> **Work instructions**: Read through the listing, and wherever a line holds the word "else", return it.

> **Input records**:
· · ·

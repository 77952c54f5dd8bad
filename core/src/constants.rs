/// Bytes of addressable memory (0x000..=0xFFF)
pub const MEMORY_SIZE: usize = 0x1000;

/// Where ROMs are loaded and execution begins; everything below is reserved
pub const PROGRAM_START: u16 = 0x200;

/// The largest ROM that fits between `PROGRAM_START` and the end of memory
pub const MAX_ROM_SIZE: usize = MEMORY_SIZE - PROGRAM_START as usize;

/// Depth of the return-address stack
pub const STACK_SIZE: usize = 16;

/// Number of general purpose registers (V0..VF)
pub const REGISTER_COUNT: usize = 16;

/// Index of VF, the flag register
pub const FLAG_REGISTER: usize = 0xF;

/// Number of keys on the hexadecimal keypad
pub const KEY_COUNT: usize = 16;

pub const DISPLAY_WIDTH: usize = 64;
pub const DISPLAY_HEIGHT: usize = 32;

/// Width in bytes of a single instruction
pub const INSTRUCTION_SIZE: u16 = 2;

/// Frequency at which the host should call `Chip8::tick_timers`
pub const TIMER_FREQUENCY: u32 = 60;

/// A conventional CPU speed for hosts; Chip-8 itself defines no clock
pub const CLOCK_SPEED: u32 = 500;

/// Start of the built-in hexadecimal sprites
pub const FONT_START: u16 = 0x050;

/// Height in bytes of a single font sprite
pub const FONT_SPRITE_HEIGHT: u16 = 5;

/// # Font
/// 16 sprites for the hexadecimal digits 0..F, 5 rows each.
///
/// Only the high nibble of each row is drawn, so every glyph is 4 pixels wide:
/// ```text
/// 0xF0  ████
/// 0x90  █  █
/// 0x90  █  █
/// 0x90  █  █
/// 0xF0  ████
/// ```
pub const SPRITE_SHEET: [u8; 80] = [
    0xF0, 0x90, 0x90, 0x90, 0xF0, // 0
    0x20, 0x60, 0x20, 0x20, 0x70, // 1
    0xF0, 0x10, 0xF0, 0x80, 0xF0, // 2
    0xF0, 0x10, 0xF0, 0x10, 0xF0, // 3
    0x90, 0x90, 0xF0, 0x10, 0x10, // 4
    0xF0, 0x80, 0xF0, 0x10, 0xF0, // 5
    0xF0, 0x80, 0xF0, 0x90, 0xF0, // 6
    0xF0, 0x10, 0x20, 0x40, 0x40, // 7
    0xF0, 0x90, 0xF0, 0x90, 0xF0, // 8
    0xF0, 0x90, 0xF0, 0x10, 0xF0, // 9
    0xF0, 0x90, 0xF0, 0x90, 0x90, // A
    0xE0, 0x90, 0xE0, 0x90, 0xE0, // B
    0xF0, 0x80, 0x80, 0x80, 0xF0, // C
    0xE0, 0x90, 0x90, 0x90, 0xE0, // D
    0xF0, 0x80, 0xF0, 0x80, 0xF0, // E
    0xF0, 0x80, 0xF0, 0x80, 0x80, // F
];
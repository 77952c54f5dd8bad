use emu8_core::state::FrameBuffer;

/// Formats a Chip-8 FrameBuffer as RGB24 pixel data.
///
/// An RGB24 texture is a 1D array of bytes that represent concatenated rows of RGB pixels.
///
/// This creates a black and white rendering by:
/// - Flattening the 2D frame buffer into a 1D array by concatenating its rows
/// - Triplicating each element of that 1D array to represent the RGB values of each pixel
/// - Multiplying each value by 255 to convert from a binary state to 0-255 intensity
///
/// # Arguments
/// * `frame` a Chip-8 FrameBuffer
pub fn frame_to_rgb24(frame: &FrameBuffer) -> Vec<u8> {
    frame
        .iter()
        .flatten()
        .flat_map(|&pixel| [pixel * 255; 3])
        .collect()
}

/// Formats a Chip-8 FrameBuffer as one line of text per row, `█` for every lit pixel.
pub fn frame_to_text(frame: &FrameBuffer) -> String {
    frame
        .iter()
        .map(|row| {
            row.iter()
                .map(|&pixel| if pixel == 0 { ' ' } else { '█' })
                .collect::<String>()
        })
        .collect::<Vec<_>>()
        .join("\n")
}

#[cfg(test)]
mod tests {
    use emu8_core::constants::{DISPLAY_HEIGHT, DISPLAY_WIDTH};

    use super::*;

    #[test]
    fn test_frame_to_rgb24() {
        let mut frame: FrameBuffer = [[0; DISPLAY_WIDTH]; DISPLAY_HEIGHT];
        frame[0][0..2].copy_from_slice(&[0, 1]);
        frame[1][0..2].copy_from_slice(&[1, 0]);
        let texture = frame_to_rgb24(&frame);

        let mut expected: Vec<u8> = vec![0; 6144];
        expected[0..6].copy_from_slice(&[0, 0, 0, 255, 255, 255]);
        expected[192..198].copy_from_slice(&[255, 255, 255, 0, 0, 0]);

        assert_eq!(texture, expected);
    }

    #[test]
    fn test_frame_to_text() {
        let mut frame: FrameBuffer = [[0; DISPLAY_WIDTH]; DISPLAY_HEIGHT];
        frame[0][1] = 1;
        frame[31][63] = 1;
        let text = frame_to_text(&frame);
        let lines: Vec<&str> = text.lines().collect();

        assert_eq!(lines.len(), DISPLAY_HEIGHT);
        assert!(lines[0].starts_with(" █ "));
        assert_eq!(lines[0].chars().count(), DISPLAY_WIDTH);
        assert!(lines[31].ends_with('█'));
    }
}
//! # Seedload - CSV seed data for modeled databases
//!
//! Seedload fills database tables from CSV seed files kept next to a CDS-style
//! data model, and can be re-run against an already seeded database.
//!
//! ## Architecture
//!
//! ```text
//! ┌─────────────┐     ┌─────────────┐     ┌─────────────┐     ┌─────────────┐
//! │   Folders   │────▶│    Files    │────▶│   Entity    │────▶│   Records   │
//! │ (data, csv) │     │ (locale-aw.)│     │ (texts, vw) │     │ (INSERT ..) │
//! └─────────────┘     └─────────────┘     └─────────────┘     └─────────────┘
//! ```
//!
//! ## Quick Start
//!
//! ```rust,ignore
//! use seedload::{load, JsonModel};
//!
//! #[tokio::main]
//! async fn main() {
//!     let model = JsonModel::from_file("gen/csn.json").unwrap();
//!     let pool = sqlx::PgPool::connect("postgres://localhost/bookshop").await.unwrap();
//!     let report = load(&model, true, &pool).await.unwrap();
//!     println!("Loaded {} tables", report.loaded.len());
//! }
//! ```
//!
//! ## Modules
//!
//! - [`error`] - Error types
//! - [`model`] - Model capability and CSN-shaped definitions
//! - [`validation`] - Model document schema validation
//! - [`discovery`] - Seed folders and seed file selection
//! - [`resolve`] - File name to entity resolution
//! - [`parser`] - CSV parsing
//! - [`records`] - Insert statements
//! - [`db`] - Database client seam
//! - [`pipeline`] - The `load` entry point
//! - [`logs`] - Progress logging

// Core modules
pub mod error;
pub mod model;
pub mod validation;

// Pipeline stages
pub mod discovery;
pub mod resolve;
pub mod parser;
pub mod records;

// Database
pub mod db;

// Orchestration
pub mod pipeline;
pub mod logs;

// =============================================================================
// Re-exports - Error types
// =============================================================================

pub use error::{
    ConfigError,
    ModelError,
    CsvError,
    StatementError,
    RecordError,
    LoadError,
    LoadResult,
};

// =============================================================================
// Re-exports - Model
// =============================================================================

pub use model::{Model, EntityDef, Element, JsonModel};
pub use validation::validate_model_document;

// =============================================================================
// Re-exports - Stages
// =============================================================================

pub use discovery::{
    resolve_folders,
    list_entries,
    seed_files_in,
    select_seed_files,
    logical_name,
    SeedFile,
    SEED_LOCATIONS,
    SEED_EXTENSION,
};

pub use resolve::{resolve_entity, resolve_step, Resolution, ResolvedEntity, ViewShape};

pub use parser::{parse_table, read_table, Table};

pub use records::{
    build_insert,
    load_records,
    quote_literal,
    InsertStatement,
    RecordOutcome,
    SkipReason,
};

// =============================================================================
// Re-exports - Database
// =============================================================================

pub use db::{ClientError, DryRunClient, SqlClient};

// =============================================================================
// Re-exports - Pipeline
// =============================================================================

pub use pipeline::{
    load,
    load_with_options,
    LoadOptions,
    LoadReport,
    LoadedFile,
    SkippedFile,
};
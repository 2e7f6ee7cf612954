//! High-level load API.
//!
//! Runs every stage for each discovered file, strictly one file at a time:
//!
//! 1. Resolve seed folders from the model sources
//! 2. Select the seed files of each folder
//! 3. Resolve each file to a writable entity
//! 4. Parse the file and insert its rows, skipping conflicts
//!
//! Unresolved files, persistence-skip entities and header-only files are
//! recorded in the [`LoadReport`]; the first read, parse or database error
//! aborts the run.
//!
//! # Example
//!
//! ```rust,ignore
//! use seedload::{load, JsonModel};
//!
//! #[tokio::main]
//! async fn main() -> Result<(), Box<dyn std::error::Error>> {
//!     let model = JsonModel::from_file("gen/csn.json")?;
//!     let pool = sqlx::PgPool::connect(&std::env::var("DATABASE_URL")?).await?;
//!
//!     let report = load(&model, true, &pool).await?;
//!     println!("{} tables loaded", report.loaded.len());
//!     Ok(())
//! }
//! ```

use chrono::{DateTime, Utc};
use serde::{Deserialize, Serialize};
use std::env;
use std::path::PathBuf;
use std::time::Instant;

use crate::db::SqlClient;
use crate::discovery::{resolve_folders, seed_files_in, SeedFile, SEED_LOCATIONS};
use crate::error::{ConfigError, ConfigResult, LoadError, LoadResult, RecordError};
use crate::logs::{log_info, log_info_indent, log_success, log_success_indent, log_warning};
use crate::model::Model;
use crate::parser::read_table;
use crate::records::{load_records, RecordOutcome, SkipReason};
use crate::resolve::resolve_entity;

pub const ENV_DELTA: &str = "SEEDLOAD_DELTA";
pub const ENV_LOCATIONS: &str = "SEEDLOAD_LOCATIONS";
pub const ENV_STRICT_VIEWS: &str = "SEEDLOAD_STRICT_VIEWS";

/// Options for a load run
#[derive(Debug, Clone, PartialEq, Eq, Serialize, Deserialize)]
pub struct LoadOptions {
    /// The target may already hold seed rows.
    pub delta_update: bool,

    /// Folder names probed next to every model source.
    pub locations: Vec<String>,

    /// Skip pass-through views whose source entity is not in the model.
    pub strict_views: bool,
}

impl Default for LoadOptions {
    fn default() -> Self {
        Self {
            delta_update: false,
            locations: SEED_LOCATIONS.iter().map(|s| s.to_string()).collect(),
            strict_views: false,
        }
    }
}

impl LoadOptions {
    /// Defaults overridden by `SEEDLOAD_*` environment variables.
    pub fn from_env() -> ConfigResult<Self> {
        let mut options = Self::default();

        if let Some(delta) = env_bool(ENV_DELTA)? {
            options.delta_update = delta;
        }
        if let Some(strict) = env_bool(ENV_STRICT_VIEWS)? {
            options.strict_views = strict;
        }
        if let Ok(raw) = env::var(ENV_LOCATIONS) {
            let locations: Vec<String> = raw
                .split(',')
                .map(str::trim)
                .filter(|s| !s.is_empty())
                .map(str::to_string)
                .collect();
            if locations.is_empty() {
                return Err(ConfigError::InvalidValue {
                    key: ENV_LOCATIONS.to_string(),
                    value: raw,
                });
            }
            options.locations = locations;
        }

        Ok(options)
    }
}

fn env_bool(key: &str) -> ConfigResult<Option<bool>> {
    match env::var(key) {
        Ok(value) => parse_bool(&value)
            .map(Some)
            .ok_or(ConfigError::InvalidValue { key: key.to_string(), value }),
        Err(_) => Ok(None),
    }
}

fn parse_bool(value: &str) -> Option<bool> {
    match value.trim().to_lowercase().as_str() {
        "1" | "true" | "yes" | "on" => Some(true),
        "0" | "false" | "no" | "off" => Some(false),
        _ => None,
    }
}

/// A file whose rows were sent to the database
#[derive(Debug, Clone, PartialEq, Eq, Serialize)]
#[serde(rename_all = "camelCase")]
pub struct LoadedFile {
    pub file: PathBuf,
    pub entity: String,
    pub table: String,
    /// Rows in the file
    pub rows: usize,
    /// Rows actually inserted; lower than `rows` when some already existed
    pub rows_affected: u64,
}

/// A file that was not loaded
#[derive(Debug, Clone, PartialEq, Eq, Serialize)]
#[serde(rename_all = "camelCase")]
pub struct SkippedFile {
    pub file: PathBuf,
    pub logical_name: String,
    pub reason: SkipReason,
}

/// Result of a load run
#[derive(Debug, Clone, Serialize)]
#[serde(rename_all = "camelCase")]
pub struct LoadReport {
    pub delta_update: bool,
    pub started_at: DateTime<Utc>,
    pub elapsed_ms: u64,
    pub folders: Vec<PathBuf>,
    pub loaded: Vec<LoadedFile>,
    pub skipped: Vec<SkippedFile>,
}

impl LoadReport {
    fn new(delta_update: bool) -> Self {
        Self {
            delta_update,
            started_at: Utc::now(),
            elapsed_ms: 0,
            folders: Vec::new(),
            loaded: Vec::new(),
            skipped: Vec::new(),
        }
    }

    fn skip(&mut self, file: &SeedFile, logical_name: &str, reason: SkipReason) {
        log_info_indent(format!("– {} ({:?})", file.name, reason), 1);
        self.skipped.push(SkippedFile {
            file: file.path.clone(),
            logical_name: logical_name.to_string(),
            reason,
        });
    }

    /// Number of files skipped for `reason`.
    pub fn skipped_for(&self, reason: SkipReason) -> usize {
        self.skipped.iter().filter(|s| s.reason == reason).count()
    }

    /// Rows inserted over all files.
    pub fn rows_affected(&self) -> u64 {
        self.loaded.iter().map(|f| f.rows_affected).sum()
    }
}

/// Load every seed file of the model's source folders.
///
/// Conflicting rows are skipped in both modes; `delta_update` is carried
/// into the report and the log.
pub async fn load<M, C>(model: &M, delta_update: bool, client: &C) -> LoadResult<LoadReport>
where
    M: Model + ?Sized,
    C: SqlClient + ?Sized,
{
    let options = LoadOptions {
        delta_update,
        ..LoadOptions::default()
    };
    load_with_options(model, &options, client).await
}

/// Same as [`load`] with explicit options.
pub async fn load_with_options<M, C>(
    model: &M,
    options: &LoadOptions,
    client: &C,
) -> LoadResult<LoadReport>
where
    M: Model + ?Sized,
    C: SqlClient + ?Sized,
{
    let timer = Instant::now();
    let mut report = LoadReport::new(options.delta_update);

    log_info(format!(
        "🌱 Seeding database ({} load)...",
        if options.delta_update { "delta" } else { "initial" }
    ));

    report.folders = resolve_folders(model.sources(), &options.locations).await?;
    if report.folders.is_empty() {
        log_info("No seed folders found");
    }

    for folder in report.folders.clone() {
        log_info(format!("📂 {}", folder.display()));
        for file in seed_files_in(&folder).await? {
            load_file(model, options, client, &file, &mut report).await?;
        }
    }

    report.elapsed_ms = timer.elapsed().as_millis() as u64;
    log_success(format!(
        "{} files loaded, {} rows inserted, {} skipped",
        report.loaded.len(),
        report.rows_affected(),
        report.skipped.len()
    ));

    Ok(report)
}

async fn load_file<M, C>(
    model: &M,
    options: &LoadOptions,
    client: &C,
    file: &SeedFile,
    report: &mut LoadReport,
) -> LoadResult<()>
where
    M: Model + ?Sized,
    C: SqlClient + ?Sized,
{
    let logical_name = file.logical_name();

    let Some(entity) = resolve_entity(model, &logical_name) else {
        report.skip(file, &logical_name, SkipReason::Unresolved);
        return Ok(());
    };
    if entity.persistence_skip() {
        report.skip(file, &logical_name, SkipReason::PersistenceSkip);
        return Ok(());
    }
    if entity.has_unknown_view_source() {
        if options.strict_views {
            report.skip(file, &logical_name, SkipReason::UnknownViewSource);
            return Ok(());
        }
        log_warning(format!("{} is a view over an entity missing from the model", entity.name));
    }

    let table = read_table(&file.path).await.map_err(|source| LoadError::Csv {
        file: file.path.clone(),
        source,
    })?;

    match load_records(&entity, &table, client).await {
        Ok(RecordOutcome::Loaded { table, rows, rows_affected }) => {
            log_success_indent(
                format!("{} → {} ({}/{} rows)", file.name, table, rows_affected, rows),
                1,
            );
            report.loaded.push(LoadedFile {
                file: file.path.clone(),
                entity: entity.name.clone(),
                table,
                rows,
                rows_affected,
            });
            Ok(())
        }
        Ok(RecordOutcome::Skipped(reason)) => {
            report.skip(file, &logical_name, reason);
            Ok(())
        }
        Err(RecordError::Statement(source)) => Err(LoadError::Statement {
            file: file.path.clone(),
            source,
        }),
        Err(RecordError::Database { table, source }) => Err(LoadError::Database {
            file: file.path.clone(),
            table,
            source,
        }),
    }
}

· · ·

> **Written response**:
                .map(|&pixel| if pixel == 0 { ' ' } else { '█' })
        if options.delta_update { "delta" } else { "initial" }
    let Some(entity) = resolve_entity(model, &logical_name) else {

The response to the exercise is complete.